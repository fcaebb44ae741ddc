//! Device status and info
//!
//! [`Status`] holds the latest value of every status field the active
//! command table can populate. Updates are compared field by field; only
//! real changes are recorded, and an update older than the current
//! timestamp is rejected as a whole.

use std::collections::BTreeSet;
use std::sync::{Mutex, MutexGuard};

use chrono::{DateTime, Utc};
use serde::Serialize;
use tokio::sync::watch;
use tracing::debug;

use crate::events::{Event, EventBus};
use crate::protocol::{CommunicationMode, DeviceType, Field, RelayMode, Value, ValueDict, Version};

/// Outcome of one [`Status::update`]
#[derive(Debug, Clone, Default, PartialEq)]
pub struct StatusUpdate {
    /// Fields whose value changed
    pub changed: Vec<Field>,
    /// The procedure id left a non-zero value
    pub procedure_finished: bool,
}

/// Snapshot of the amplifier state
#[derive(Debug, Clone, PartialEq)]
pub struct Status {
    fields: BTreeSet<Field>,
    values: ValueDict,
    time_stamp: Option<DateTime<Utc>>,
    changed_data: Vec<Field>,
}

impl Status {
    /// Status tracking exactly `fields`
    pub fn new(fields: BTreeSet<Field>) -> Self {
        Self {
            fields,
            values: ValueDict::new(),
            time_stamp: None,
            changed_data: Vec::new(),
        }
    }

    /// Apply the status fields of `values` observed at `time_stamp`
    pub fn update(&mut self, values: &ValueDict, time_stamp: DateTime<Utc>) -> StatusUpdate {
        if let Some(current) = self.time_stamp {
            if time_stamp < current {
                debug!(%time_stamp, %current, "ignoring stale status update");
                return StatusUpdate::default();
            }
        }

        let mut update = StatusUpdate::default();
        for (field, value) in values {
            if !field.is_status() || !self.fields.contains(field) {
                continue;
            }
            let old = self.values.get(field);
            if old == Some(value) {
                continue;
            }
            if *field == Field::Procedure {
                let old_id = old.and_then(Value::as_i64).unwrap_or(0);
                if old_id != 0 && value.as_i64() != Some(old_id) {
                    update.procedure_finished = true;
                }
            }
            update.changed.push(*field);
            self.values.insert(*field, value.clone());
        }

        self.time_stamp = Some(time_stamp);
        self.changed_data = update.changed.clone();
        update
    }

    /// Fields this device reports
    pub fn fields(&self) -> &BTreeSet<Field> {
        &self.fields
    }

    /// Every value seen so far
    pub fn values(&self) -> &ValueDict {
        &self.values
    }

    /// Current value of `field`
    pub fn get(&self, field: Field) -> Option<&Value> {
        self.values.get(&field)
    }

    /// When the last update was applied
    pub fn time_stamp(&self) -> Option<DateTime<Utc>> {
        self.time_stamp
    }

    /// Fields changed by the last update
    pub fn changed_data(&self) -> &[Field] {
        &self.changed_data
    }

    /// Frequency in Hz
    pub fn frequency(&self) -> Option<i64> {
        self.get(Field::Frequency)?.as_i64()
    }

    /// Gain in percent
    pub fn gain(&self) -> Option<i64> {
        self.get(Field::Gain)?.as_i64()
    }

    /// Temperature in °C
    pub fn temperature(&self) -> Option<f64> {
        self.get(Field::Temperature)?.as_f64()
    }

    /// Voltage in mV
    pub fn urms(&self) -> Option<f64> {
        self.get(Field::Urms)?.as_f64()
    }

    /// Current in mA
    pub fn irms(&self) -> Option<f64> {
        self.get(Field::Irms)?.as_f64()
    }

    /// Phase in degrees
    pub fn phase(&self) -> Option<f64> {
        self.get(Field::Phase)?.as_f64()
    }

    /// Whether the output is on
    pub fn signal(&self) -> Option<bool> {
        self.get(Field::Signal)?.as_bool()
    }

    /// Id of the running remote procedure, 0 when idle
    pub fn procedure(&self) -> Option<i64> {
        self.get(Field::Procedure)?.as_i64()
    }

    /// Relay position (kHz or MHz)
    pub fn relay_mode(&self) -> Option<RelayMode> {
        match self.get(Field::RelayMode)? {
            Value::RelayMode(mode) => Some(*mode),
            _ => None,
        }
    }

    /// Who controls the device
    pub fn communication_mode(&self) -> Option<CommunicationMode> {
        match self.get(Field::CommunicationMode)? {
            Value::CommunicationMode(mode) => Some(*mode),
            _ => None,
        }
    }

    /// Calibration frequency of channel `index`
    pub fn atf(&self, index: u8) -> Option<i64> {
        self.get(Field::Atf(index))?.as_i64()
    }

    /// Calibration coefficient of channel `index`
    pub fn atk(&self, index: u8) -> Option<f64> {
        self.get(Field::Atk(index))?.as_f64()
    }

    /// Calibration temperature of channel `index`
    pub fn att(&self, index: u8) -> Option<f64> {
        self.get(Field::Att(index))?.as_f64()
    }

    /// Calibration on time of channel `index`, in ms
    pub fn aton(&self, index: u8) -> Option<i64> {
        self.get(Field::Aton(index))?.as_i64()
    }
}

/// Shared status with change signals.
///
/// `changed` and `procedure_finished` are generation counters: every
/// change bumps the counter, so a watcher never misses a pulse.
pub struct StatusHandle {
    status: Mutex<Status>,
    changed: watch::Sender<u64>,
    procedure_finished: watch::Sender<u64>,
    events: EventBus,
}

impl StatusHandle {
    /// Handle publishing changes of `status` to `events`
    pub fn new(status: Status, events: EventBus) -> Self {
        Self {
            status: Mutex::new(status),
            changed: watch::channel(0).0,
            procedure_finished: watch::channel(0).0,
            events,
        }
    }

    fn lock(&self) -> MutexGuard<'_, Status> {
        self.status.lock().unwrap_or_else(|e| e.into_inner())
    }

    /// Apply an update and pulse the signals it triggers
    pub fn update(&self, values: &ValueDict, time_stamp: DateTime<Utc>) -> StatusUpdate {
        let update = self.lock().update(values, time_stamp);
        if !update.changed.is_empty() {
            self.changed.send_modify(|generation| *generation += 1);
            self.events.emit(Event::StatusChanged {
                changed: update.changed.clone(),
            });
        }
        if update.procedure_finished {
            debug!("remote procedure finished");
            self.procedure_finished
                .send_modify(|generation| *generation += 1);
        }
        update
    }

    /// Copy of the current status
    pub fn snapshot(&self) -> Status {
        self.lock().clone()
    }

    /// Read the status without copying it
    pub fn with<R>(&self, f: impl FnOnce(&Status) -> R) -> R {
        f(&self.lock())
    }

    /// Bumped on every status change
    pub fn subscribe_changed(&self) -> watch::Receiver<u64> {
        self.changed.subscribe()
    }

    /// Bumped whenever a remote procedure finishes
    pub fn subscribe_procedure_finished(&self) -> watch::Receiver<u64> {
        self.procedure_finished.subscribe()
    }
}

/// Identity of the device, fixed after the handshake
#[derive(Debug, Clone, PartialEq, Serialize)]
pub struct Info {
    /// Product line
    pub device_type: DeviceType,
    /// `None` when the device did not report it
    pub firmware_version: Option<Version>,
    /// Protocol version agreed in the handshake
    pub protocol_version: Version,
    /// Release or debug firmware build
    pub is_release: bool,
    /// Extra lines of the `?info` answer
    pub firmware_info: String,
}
==
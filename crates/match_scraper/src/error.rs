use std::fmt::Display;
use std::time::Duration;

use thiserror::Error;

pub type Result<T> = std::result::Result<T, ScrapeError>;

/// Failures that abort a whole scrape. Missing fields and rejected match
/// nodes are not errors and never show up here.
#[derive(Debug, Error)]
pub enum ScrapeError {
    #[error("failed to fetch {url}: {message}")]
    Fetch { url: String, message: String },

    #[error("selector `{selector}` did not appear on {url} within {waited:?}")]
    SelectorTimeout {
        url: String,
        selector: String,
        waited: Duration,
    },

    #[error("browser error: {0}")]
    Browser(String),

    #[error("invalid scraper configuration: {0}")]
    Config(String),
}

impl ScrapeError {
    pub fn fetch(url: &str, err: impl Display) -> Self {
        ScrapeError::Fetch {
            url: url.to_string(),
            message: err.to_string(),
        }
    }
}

Prompt:
What you return must be an exact retyping of the lines above starting at the line with "repository fcaebb44ae741ddc" and ending at the line with "use tracing::debug;", and nothing besides.

Exercise result:
repository fcaebb44ae741ddc
//! Device status and info
//!
//! [`Status`] holds the latest value of every status field the active
//! command table can populate. Updates are compared field by field; only
//! real changes are recorded, and an update older than the current
//! timestamp is rejected as a whole.

use std::collections::BTreeSet;
use std::sync::{Mutex, MutexGuard};

use chrono::{DateTime, Utc};
use serde::Serialize;
use tokio::sync::watch;
use tracing::debug;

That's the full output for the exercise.